Precisamos punir as violências cometidas contra mulheres, já temos um arcabouço legal avançado para fazê-lo, nos falta a implementação (Matthew Leete/Getty Images)
Bússola
Publicado em 8 de fevereiro de 2022 às 12h26.
Última atualização em 8 de fevereiro de 2022 às 13h33.
Por Isabela Rahal*
A vereadora Camila Rosa tenta falar, em vão. O presidente da Câmara dos Vereadores de Aparecida de Goiás desdenha e corta sua fala. Ironicamente, diz inclusive que ela pode fazer um B.O. se achar que ele havia cometido algum crime. Exasperada, ela chora e continua falando, tentando se fazer ouvir apesar do microfone desligado, sua fala e seu direito constitucional como representante cerceados.
O vídeo aperta o coração e revolta. Mas ele afeta mais a nós, mulheres, porque arrisco dizer que não existe mulher em emprego ou cargo público que não tenha passado por algum constrangimento semelhante.
Meu primeiro estágio foi em uma multinacional. Eu tinha 18 anos, e trabalhava em um ambiente extremamente masculino, com apenas mais outras quatro mulheres. Me lembro até hoje quando cometi o “erro” de ir de saia para um dia de trabalho. Senti os olhares masculinos me acompanhando durante o dia todo — evitei até ir ao banheiro por constrangimento.

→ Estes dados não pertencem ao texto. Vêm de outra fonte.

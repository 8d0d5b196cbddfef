//! Core types for the unified test runner
//!
//! This crate defines the foundational types shared by every other crate:
//! - Error: the runner's error taxonomy, plus `DriverError` for failures
//!   raised by the system under test
//! - SchemaVersion / ServerVersion: dotted version triples
//! - RunOnRequirement / Deployment: requirement gating
//! - EntityKind, TopologyKind, TransactionState: shared enums
//! - document helpers: numeric-aware equality, ordering, `$type` aliases

#![warn(clippy::all)]

pub mod document;
pub mod error;
pub mod requirement;
pub mod types;
pub mod version;

pub use error::{DriverError, DriverErrorKind, Error, Result};
pub use requirement::{any_satisfied, Deployment, RunOnRequirement, ServerlessRequirement, UnmetRequirement};
pub use types::{EntityKind, TopologyKind, TransactionState};
pub use version::{SchemaVersion, ServerVersion};

// Re-export the document model so downstream crates agree on one version
pub use bson;
pub use bson::{doc, Bson, Document};
//! Results of write operations.
//!
//! These serialize to the camelCase shapes that `expectResult` documents
//! describe, with counts as 64-bit integers.

use bson::{Bson, Document};
use serde::Serialize;

/// Result of `insertOne`.
#[derive(Debug, Clone, PartialEq, Serialize)]
#[serde(rename_all = "camelCase")]
pub struct InsertOneResult {
    pub inserted_id: Bson,
}

/// Result of `insertMany`. `inserted_ids` maps the request index (as a
/// string key) to the inserted `_id`.
#[derive(Debug, Clone, Default, PartialEq, Serialize)]
#[serde(rename_all = "camelCase")]
pub struct InsertManyResult {
    pub inserted_ids: Document,
}

/// Result of `updateOne`, `updateMany` and `replaceOne`.
#[derive(Debug, Clone, Default, PartialEq, Serialize)]
#[serde(rename_all = "camelCase")]
pub struct UpdateResult {
    pub matched_count: i64,
    pub modified_count: i64,
    pub upserted_count: i64,
    #[serde(skip_serializing_if = "Option::is_none")]
    pub upserted_id: Option<Bson>,
}

/// Result of `deleteOne` and `deleteMany`.
#[derive(Debug, Clone, Default, PartialEq, Serialize)]
#[serde(rename_all = "camelCase")]
pub struct DeleteResult {
    pub deleted_count: i64,
}

/// Result of `bulkWrite`. Id maps are keyed by request index.
#[derive(Debug, Clone, Default, PartialEq, Serialize)]
#[serde(rename_all = "camelCase")]
pub struct BulkWriteResult {
    pub inserted_count: i64,
    pub matched_count: i64,
    pub modified_count: i64,
    pub deleted_count: i64,
    pub upserted_count: i64,
    pub inserted_ids: Document,
    pub upserted_ids: Document,
}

Ao final do dia, a minha supervisora me aconselhou que vir de saia poderia não ser uma boa ideia, afinal, trabalhávamos com homens, “e sabe como eles são”. A saia chegava aos joelhos. Não havia nada de provocativo em minha roupa — e mesmo se houvesse: a situação era tão errada, e o erro estava em todas as partes, mas nenhuma delas relacionada às minhas ações. Mas eu, no alto dos meus 18 anos e em meu primeiro emprego formal, não enxergava isso.

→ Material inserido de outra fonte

//! Typed access to an operation's raw argument document.

use bson::{Bson, Document};
use serde::de::DeserializeOwned;
use unified_core::{Error, Result};

/// The `arguments` of one operation, tagged with the operation name for
/// error reporting.
#[derive(Debug, Clone, Copy)]
pub struct Arguments<'a> {
    operation: &'a str,
    raw: &'a Document,
}

impl<'a> Arguments<'a> {
    pub fn new(operation: &'a str, raw: &'a Document) -> Self {
        Self { operation, raw }
    }

    pub fn operation(&self) -> &'a str {
        self.operation
    }

    pub fn raw(&self) -> &'a Document {
        self.raw
    }

    fn invalid(&self, reason: impl Into<String>) -> Error {
        Error::InvalidArguments {
            operation: self.operation.to_string(),
            reason: reason.into(),
        }
    }

    fn convert<T: DeserializeOwned>(&self, key: &str, value: &Bson) -> Result<T> {
        bson::from_bson(value.clone()).map_err(|e| self.invalid(format!("'{}': {}", key, e)))
    }

    /// A required argument.
    pub fn required<T: DeserializeOwned>(&self, key: &str) -> Result<T> {
        match self.raw.get(key) {
            Some(value) => self.convert(key, value),
            None => Err(self.invalid(format!("missing required argument '{}'", key))),
        }
    }

    /// An optional argument. An explicit `null` counts as absent.
    pub fn optional<T: DeserializeOwned>(&self, key: &str) -> Result<Option<T>> {
        match self.raw.get(key) {
            None | Some(Bson::Null) => Ok(None),
            Some(value) => self.convert(key, value).map(Some),
        }
    }

    /// The `session` argument: an entity id.
    pub fn session(&self) -> Result<Option<String>> {
        self.optional("session")
    }

    /// The operation's options structure, decoded from the whole argument
    /// document. Keys that are not option fields are ignored here; the
    /// closed-world check rejects the ones nothing recognises.
    pub fn options<T: DeserializeOwned>(&self) -> Result<T> {
        bson::from_document(self.raw.clone()).map_err(|e| self.invalid(e.to_string()))
    }
}

#[cfg(test)]
mod tests {
    use super::*;
    use bson::doc;

    #[test]
    fn missing_required_argument_names_the_key() {
        let raw = doc! {};
        let args = Arguments::new("insertOne", &raw);
        let err = args.required::<Document>("document").unwrap_err();
        assert!(matches!(err, Error::InvalidArguments { ref operation, .. } if operation == "insertOne"));
        assert!(err.to_string().contains("document"));
    }

    #[test]
    fn null_optional_is_absent() {
        let raw = doc! { "filter": Bson::Null, "session": "s0" };
        let args = Arguments::new("find", &raw);
        assert_eq!(args.optional::<Document>("filter").unwrap(), None);
        assert_eq!(args.session().unwrap(), Some("s0".to_string()));
    }

    #[test]
    fn ill_typed_argument_is_rejected() {
        let raw = doc! { "fieldName": 5 };
        let args = Arguments::new("distinct", &raw);
        assert!(args.required::<String>("fieldName").is_err());
    }
}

Em meu segundo estágio, já no setor público, fiz a entrevista com uma pessoa com muita influência política no lugar onde eu trabalharia. O nível de constrangimento aumentou: o cidadão passou boa parte da entrevista encarando a região dos meus seios. Por mais que eu tentasse fingir que isso não estava acontecendo, não havia como interpretar o olhar dele de outra maneira.
Eu estava de camisa, e os botões todos no lugar — cheguei até a conferir, me lembro até hoje. O que eu não consigo me lembrar, no entanto, é de uma só palavra que eu tenha dito na entrevista. O constrangimento não me permitia nem raciocinar. Eu até consegui o emprego, mas passei meses me perguntando se de fato o merecia.
Já passei por diversas outras situações de violência em ambientes de emprego e na administração pública. Interrupções, desconsiderações, assédio, violência psicológica, política, até física. Eu, e todas as mulheres com as quais já conversei sobre o tema, encaramos situações como essas diariamente.
Situações como essas têm efeitos muito mais profundos do que se imagina. Afetam nossa autoestima, nos fazem questionar quanto somos capazes. Eu passei muito tempo acreditando que, se era interrompida, era porque o que estava falando provavelmente não era tão relevante. Demorei a entender que o denominador comum de todas estas situações e violências não eram as minhas ações, mas a desigualdade e violência de gênero.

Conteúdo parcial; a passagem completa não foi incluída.